Provided data:
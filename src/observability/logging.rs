//! Structured logging.
//!
//! # Design Decisions
//! - Uses tracing crate for structured logging
//! - `RUST_LOG` wins over the configured level
//! - Compact lines by default, pretty format for development

use tracing_subscriber::{fmt, layer::SubscriberExt, util::SubscriberInitExt, EnvFilter};

use crate::config::ObservabilityConfig;

/// Directive used when `RUST_LOG` is unset.
fn default_directive(config: &ObservabilityConfig) -> String {
    format!(
        "http_forwarder={level},tower_http={level}",
        level = config.log_level
    )
}

/// Install the global subscriber. Later calls are ignored.
pub fn init_logging(config: &ObservabilityConfig) {
    let filter = EnvFilter::try_from_default_env()
        .unwrap_or_else(|_| EnvFilter::new(default_directive(config)));

    let registry = tracing_subscriber::registry().with(filter);
    let result = if config.log_format == "pretty" {
        registry.with(fmt::layer().pretty()).try_init()
    } else {
        registry.with(fmt::layer().compact()).try_init()
    };
    if result.is_err() {
        tracing::debug!("Tracing subscriber already installed");
    }
}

Requirement: Exact copies of the lines from the one holding "let result = if" through the last line above, and only those, make up the answer.

Expected answer:
    let result = if config.log_format == "pretty" {
        registry.with(fmt::layer().pretty()).try_init()
    } else {
        registry.with(fmt::layer().compact()).try_init()
    };
    if result.is_err() {
        tracing::debug!("Tracing subscriber already installed");
    }
}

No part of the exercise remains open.